The gut microbiota is increasingly recognized as a key factor in the functioning, or malfunctioning, of the entire digestive tract. Probiotics are supplements containing live microorganisms that are taken to improve digestive and overall health (Narula 2010). Their effectiveness in treating a wide array of disorders, including chronic constipation and IBS-C as well as myriad gastrointestinal and other disorders, is the subject of intensive research (Quigley 2011; Varankovich 2015; Quigley 2012a).
A thorough analysis of research into probiotic supplements concluded that those made with Bifidobacterium lactis (also called B. animalis ) can effectively shorten intestinal transit time in both constipated and non-constipated people, with the greater effect seen in those with constipation (Merenstein 2015; Miller 2013). Another review of the research found that probiotic supplements with B. lactis and Lactobacillus casei ( L. casei) may have positive effects in adults with chronic constipation (Chmielewska 2010). A number of probiotic supplements, such as those made with L. GG, L. plantarum, L. acidophilus, L. casei, and B. animalis, have been found to alleviate individual IBS-C symptoms, such as bloating, flatulence, and constipation (Quigley 2012a). Trials using B. lactis and B. infantis have demonstrated benefit in patients with IBS-C (Quigley 2011).

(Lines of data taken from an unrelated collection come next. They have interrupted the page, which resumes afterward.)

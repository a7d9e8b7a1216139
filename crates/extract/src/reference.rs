//! Transaction-reference and payer extraction.
//!
//! Every source labels its reference differently (Trx. ID, Ref.ID,
//! hashes, Khmer labels); the patterns below are tried in priority
//! order and the first capture wins. Payer details come from the
//! "paid by NAME (*NNN)" family of phrasings.

use regex::Regex;
use std::sync::OnceLock;

use crate::patterns::re;

re!(trx_id, r"Trx\.\s*ID:\s*([A-Za-z0-9]+)");
re!(hash_paren, r"(?i)\(Hash\.\s*([a-f0-9]+)\)?");
re!(khmer_ref, r"លេខយោង\s+([0-9]+)");
re!(khmer_transaction_no, r"លេខប្រតិបត្តិការ:\s*([0-9]+)");
re!(txn_hash, r"(?i)Txn\s+Hash:\s*([a-f0-9]+)");
re!(transaction_hash, r"(?i)Transaction\s+Hash:\s*([a-f0-9]+)");
re!(ref_id, r"Ref\.ID:\s*([0-9]+)");
re!(transaction_id, r"Transaction\s+ID:\s*([a-zA-Z0-9]+)");
re!(reference_no, r"Reference\s+No:\s*([0-9]+)");
re!(hash_label, r"(?i)Hash:\s*([a-f0-9]+)");

const REFERENCE_PATTERNS: &[fn() -> &'static Regex] = &[
    trx_id,
    hash_paren,
    khmer_ref,
    khmer_transaction_no,
    txn_hash,
    transaction_hash,
    ref_id,
    transaction_id,
    reference_no,
    hash_label,
];

pub(crate) fn extract_reference(text: &str) -> Option<String> {
    REFERENCE_PATTERNS.iter().find_map(|p| {
        p().captures(text)
            .and_then(|c| c.get(1))
            .map(|m| m.as_str().to_string())
    })
}

// Masked account: "(*655)". First occurrence is the payer; later ones
// belong to the receiving side.
re!(payer_account, r"\(\*(\d+)\)");

// Name phrasings, most specific first. Character classes keep a lazy
// capture from running across parentheses or sentence boundaries.
re!(paid_by_before_paren, r"(?i)paid\s+by\s+([^()\r\n]+?)\s*\(");
re!(khmer_paid_by_before_paren, r"ត្រូវបានបង់ដោយ\s+([^()\r\n]+?)\s*\(");
re!(is_paid_by_before_comma, r"(?i)is\s+paid\s+by\s+([^,.\r\n]+?),");
re!(credited_by_before_paren, r"(?i)credited\s+by\s+([^()\r\n]+?)\s*\(");

const PAYER_NAME_PATTERNS: &[fn() -> &'static Regex] = &[
    paid_by_before_paren,
    khmer_paid_by_before_paren,
    is_paid_by_before_comma,
    credited_by_before_paren,
];

pub(crate) fn extract_payer(text: &str) -> (Option<String>, Option<String>) {
    let account = payer_account()
        .captures(text)
        .and_then(|c| c.get(1))
        .map(|m| m.as_str().to_string());
    let name = PAYER_NAME_PATTERNS.iter().find_map(|p| {
        p().captures(text)
            .and_then(|c| c.get(1))
            .map(|m| collapse_whitespace(m.as_str()))
    });
    (account, name)
}

/// Bank templates pad names with alignment spaces; collapse runs.
fn collapse_whitespace(s: &str) -> String {
    s.split_whitespace().collect::<Vec<_>>().join(" ")
}
#[cfg(test)]
mod tests {
    use super::*;
    use crate::timestamp::ict;
    use chrono::TimeZone;
    use rust_decimal::Decimal;
    use std::str::FromStr;

    fn fixed_now() -> DateTime<FixedOffset> {
        ict().with_ymd_and_hms(2025, 10, 11, 12, 0, 0).unwrap()
    }

    fn run(source: Option<&str>, text: &str) -> ParseResult {
        parse_at(source, text, fixed_now())
    }

    fn dec(s: &str) -> Decimal {
        Decimal::from_str(s).unwrap()
    }

    fn when(y: i32, mo: u32, d: u32, h: u32, mi: u32, s: u32) -> DateTime<FixedOffset> {
        ict().with_ymd_and_hms(y, mo, d, h, mi, s).unwrap()
    }

    // ── End-to-end scenarios ─────────────────────────────────────────────────

    #[test]
    fn acleda_english_usd() {
        let r = run(
            Some("ACLEDABankBot"),
            "Received 9.60 USD from 089 536 367 Tot sochea, 11-Oct-2025 10:12AM. \
             Ref.ID: 52841705680",
        );
        assert_eq!(r.currency, Currency::Usd);
        assert_eq!(r.amount.unwrap().to_string(), "9.60");
        assert_eq!(r.transaction_time, Some(when(2025, 10, 11, 10, 12, 0)));
        assert_eq!(r.reference.as_deref(), Some("52841705680"));
    }

    #[test]
    fn acleda_english_khr() {
        let r = run(
            Some("ACLEDABankBot"),
            "Received 5,000 KHR from 097 9841 404 PO LYHOR, 11-Oct-2025 10:13AM. \
             Ref.ID: 52841706944, at Yellow Mart Norton.",
        );
        assert_eq!(r.currency, Currency::Khr);
        assert_eq!(r.amount.unwrap().value(), dec("5000"));
        assert!(r.amount.unwrap().is_integral());
        assert_eq!(r.transaction_time, Some(when(2025, 10, 11, 10, 13, 0)));
    }

    #[test]
    fn acleda_khmer_usd() {
        let r = run(
            Some("ACLEDABankBot"),
            "បានទទួល 21.15 ដុល្លារ ពី 097 8555 757 Saing Sopheak, \
             ថ្ងៃទី១១ តុលា ២០២៥ ១០:១៩ព្រឹក, លេខយោង 52841751197, នៅ PHE MUYTOUNG.",
        );
        assert_eq!(r.currency, Currency::Usd);
        assert_eq!(r.amount.unwrap().value(), dec("21.15"));
        // Khmer calendar day resolves to the reference date; the clock
        // time and morning marker resolve fully.
        assert_eq!(r.transaction_time, Some(when(2025, 10, 11, 10, 19, 0)));
        assert_eq!(r.reference.as_deref(), Some("52841751197"));
    }

    #[test]
    fn aba_english_khr() {
        let r = run(
            Some("PayWayByABA_bot"),
            "៛78,000 paid by CHOR SEIHA (*655) on Oct 11, 10:21 AM via ABA PAY at \
             KEAM LILAY. Trx. ID: 176015291441643, APV: 134672.",
        );
        assert_eq!(r.currency, Currency::Khr);
        assert_eq!(r.amount.unwrap().value(), dec("78000"));
        assert_eq!(r.transaction_time, Some(when(2025, 10, 11, 10, 21, 0)));
        assert_eq!(r.reference.as_deref(), Some("176015291441643"));
        assert_eq!(r.payer_account.as_deref(), Some("655"));
        assert_eq!(r.payer_name.as_deref(), Some("CHOR SEIHA"));
    }

    #[test]
    fn aba_khmer_usd() {
        let r = run(
            Some("PayWayByABA_bot"),
            "$4.00 ត្រូវបានបង់ដោយ NANG NALIN (*775) នៅថ្ងៃទី 11 ខែតុលា ឆ្នាំ 2025 \
             ម៉ោង 10:10 តាម ABA KHQR នៅ PHY SREYNANG។ \
             លេខប្រតិបត្តិការ: 176015224834254។ APV: 943476។",
        );
        assert_eq!(r.currency, Currency::Usd);
        assert_eq!(r.amount.unwrap().to_string(), "4.00");
        assert_eq!(r.transaction_time, Some(when(2025, 10, 11, 10, 10, 0)));
        assert_eq!(r.reference.as_deref(), Some("176015224834254"));
        assert_eq!(r.payer_account.as_deref(), Some("775"));
        assert_eq!(r.payer_name.as_deref(), Some("NANG NALIN"));
    }

    #[test]
    fn plb_usd_with_seconds() {
        let r = run(
            Some("PLBITBot"),
            "2.65 USD was credited by VITOU SOKTHY            (ABA Bank) via KHQR to \
             MIXUE TAKHMAO 2 on 2025-10-11 09:36:33 Ref. No. 46201",
        );
        assert_eq!(r.currency, Currency::Usd);
        assert_eq!(r.amount.unwrap().value(), dec("2.65"));
        assert_eq!(r.transaction_time, Some(when(2025, 10, 11, 9, 36, 33)));
        assert_eq!(r.payer_name.as_deref(), Some("VITOU SOKTHY"));
    }

    #[test]
    fn canadia_usd() {
        let r = run(
            Some("CanadiaMerchant_bot"),
            "1.50 USD was paid to your account: ZTO EXPRESS 1154039021 on 11 OCT 2025 \
             at 10:08:53 from  Advanced Bank of Asia Ltd. with Ref: FT25284T1CZ3, \
             Txn Hash: f12176a6",
        );
        assert_eq!(r.currency, Currency::Usd);
        assert_eq!(r.amount.unwrap().value(), dec("1.50"));
        assert_eq!(r.transaction_time, Some(when(2025, 10, 11, 10, 8, 53)));
        assert_eq!(r.reference.as_deref(), Some("f12176a6"));
    }

    #[test]
    fn hlb_khr_at_joined_time() {
        let r = run(
            Some("HLBCAM_Bot"),
            "KHR 14,000.00 is paid to INFINITE MINI WASH from VANDALY LONG on \
             11-Oct-2025 @10:23:23.",
        );
        assert_eq!(r.currency, Currency::Khr);
        assert_eq!(r.amount.unwrap().to_string(), "14000.00");
        assert_eq!(r.transaction_time, Some(when(2025, 10, 11, 10, 23, 23)));
    }

    #[test]
    fn vattanac_usd_evening() {
        let r = run(
            Some("vattanac_bank_merchant_prod_bot"),
            "USD 16.50 is paid by VELAI SEUP (ABA Bank) via KHQR on 04/10/2025 \
             09:32 PM at HOUSE 59 BY S.MEL\nTrx. ID: 001FTRA252780212\nHash: 8babcc36",
        );
        assert_eq!(r.currency, Currency::Usd);
        assert_eq!(r.amount.unwrap().value(), dec("16.50"));
        assert_eq!(r.transaction_time, Some(when(2025, 10, 4, 21, 32, 0)));
        assert_eq!(r.reference.as_deref(), Some("001FTRA252780212"));
        assert_eq!(r.payer_name.as_deref(), Some("VELAI SEUP"));
    }

    #[test]
    fn cpbank_received_and_amount_forms() {
        let received = run(
            Some("CPBankBot"),
            "You have received KHR 104,000 from THANGMEAS KHIEV, bank name: ABA Bank. \
             Transaction Hash: 333986e5. Transaction Date: 11-10-2025 10:52:51 AM.",
        );
        assert_eq!(received.currency, Currency::Khr);
        assert_eq!(received.amount.unwrap().value(), dec("104000"));
        assert_eq!(received.transaction_time, Some(when(2025, 10, 11, 10, 52, 51)));
        assert_eq!(received.reference.as_deref(), Some("333986e5"));

        let amount = run(
            Some("CPBankBot"),
            "Transaction amount USD 5.50 is paid from CHIEV SAMITH to DARIYA \
             RESTAURANT on 09-10-2025 01:11:55 PM. Transaction ID: CP2528205463",
        );
        assert_eq!(amount.currency, Currency::Usd);
        assert_eq!(amount.amount.unwrap().value(), dec("5.50"));
        assert_eq!(amount.transaction_time, Some(when(2025, 10, 9, 13, 11, 55)));
        assert_eq!(amount.reference.as_deref(), Some("CP2528205463"));
    }

    #[test]
    fn sathapana_dotted_clock() {
        let r = run(
            Some("SathapanaBank_bot"),
            "The amount 55.50 USD is paid from Khat Senghak, KB PRASAC Bank Plc, \
             Bill No.: Payment breakfast | 02A64CSItFU on 2025-10-04 08.58.45 AM with \
             Transaction ID: 099QORT252770056, Hash: 9277630f",
        );
        assert_eq!(r.currency, Currency::Usd);
        assert_eq!(r.amount.unwrap().value(), dec("55.50"));
        assert_eq!(r.transaction_time, Some(when(2025, 10, 4, 8, 58, 45)));
        assert_eq!(r.reference.as_deref(), Some("099QORT252770056"));
    }

    #[test]
    fn chipmong_khr() {
        let r = run(
            Some("chipmongbankpaymentbot"),
            "KHR 6,500 is paid by ABA Bank via KHQR for purchase d0ab71cd. From \
             ANDREW STEPHEN WARNER, at TIN KIMCHHE, date Oct 11, 2025 11:28 AM",
        );
        assert_eq!(r.currency, Currency::Khr);
        assert_eq!(r.amount.unwrap().value(), dec("6500"));
        assert_eq!(r.transaction_time, Some(when(2025, 10, 11, 11, 28, 0)));
    }

    #[test]
    fn prasac_multiline() {
        let r = run(
            Some("prasac_merchant_payment_bot"),
            "Received Payment Amount 4.75 USD\n- Paid by: RASIN NY / ABA Bank\n\
             - Shop ID: 12003630\n- Transaction Date: 11-Oct-25 09:43.44 AM",
        );
        assert_eq!(r.currency, Currency::Usd);
        assert_eq!(r.amount.unwrap().value(), dec("4.75"));
        assert_eq!(r.transaction_time, Some(when(2025, 10, 11, 9, 43, 44)));
    }

    #[test]
    fn amk_bold_markers() {
        let r = run(
            Some("AMKPlc_bot"),
            "**AMK PAY**\n**KHR 10,000** is paid from **THAK, CHHORN** to \
             **RANN, DANIEL** on **15-09-2025 04:17 PM** with Transaction ID: \
             **17579278527470001**",
        );
        assert_eq!(r.currency, Currency::Khr);
        assert_eq!(r.amount.unwrap().value(), dec("10000"));
        assert_eq!(r.transaction_time, Some(when(2025, 9, 15, 16, 17, 0)));
    }

    #[test]
    fn prince_labeled_bold_amount() {
        let r = run(
            Some("prince_pay_bot"),
            "Dear valued customer, you have received a payment:\n\
             Amount: **KHR 1,129,000**\nDatetime: 2025/10/10, 10:36 pm\n\
             Reference No: 820162501\nMerchant name: SOU CHENDA\nHash: c9b37f6d",
        );
        assert_eq!(r.currency, Currency::Khr);
        assert_eq!(r.amount.unwrap().value(), dec("1129000"));
        assert_eq!(r.transaction_time, Some(when(2025, 10, 10, 22, 36, 0)));
        assert_eq!(r.reference.as_deref(), Some("820162501"));
    }

    #[test]
    fn ccu_full_month_name() {
        let r = run(
            Some("ccu_bank_bot"),
            "105.00 USD is paid by SOYANUK SAMOEURN, ABA Bank *3961 on \
             31-October-2025, 08:35PM at X Gear Computer with Hash ID #865ecfef",
        );
        assert_eq!(r.currency, Currency::Usd);
        assert_eq!(r.amount.unwrap().to_string(), "105.00");
        assert_eq!(r.transaction_time, Some(when(2025, 10, 31, 20, 35, 0)));
        assert_eq!(r.payer_name.as_deref(), Some("SOYANUK SAMOEURN"));
    }

    #[test]
    fn s7pos_grand_total_line() {
        let r = run(
            Some("s7pos_bot"),
            "ការកម្មង់\nក្តិបកាបូប Longcharm  X1  5 $\nសរុប: 10.00 $\n\
             បញ្ចុះតំលៃ: 0.00 $\nសរុបចុងក្រោយ: 10.00 $\nថ្ងៃ: 2025-10-11 10:58:00",
        );
        assert_eq!(r.currency, Currency::Usd);
        assert_eq!(r.amount.unwrap().to_string(), "10.00");
        assert_eq!(r.transaction_time, Some(when(2025, 10, 11, 10, 58, 0)));
    }

    #[test]
    fn s7days_sums_every_revenue_line() {
        let r = run(
            Some("S7days777"),
            "-Cash = 0$\n-Total Room Revenues =20$\n-Bank Card = 20$\n\
             -Cash: = 74.6$\n-Total Room Revenue = 74.6$\n-Expenses = 0\n",
        );
        assert_eq!(r.currency, Currency::Usd);
        assert_eq!(r.amount.unwrap().value(), dec("189.2"));
    }

    // ── Fallback and equivalence properties ──────────────────────────────────

    #[test]
    fn known_source_falls_back_to_universal_rules() {
        // Not a Vattanac shape: its rules miss, the universal list
        // still recovers amount and currency.
        let text = "ចំនួន 11,500 រៀល លេខយោង 123456";
        let from_vattanac = run(Some("vattanac_bank_merchant_prod_bot"), text);
        let from_universal = run(None, text);
        assert_eq!(from_vattanac.currency, from_universal.currency);
        assert_eq!(from_vattanac.amount, from_universal.amount);
        assert_eq!(from_vattanac.currency, Currency::Khr);
        assert_eq!(from_vattanac.amount.unwrap().value(), dec("11500"));
    }

    #[test]
    fn fallback_never_skips_timestamp_extraction() {
        let text = "unfamiliar wording 12.50 USD at 2025-10-10 14:35:22";
        let r = run(Some("HLBCAM_Bot"), text);
        assert_eq!(r.amount.unwrap().value(), dec("12.50"));
        assert_eq!(r.transaction_time, Some(when(2025, 10, 10, 14, 35, 22)));
    }

    #[test]
    fn unknown_source_equals_absent_source_equals_universal() {
        let text = "$50.25 Transaction completed";
        let unknown = run(Some("unknown_bot_123"), text);
        let absent = run(None, text);
        let direct = Extractor::Universal.extract_at(text, fixed_now());
        assert_eq!(unknown, absent);
        assert_eq!(absent, direct);
        assert_eq!(direct.currency, Currency::Usd);
        assert_eq!(direct.amount.unwrap().value(), dec("50.25"));
    }

    #[test]
    fn universal_khmer_riel_scenario() {
        let r = run(None, "ចំនួន 11,500 រៀល លេខយោង 123456");
        assert_eq!(r.currency, Currency::Khr);
        assert_eq!(r.amount.unwrap().value(), dec("11500"));
        assert!(r.amount.unwrap().is_integral());
        assert_eq!(r.transaction_time, None);
        assert_eq!(r.reference.as_deref(), Some("123456"));
    }

    #[test]
    fn universal_khmer_dollar_suffix() {
        let r = run(Some("unknown_bot_xyz"), "ទទួលបាន 15.50 ដុល្លារ ពីអ្នកប្រើប្រាស់");
        assert_eq!(r.currency, Currency::Usd);
        assert_eq!(r.amount.unwrap().value(), dec("15.50"));
    }

    #[test]
    fn universal_labeled_amount() {
        let r = run(
            None,
            "Dear valued customer, you have received a payment:\nAmount: KHR 562,500\n\
             Datetime: 2025/08/22, 01:01 pm\nReference No: 737407541",
        );
        assert_eq!(r.currency, Currency::Khr);
        assert_eq!(r.amount.unwrap().value(), dec("562500"));
        assert_eq!(r.transaction_time, Some(when(2025, 8, 22, 13, 1, 0)));
    }

    #[test]
    fn no_match_yields_empty_result_without_panicking() {
        let r = run(Some("anything"), "hello world, no numbers here");
        assert_eq!(r.currency, Currency::Unknown);
        assert_eq!(r.amount, None);
        assert_eq!(r.transaction_time, None);
        assert!(r.is_empty());

        // Garbage input is equally safe.
        let _ = run(None, "!@#$%^&*()\n\u{0}\u{1}\u{2}");
        let _ = run(None, "");
    }

    #[test]
    fn parse_is_deterministic() {
        let text = "Received 9.60 USD from A, 11-Oct-2025 10:12AM. Ref.ID: 1";
        let a = run(Some("ACLEDABankBot"), text);
        let b = run(Some("ACLEDABankBot"), text);
        assert_eq!(a, b);
    }

    #[test]
    fn extractor_names_round_trip() {
        for (name, extractor) in [
            ("acleda", Extractor::Acleda),
            ("cpbank", Extractor::CpBank),
            ("s7days", Extractor::S7Days),
            ("universal", Extractor::Universal),
        ] {
            assert_eq!(name.parse::<Extractor>().unwrap(), extractor);
        }
        assert!("mystery".parse::<Extractor>().is_err());
    }
}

The bark of the buckthorn tree, known as cascara sagrada (Rhamnus purshiana) (UU 2015a), has traditionally been used to treat constipation. Like senna, which is a commonly used stimulant laxative in the conventional management of constipation (Rogers 2013; Rao 2014), cascara sagrada contains anthraquinones, which stimulate peristalsis by irritating or stimulating the intestinal neuromuscular apparatus (Sigma-Aldrich 2010; NLM 2015; UU 2015a). Stimulant laxatives like cascara may cause diarrhea and electrolyte loss, and so are generally recommended for short-term use only (UMMC 2013a).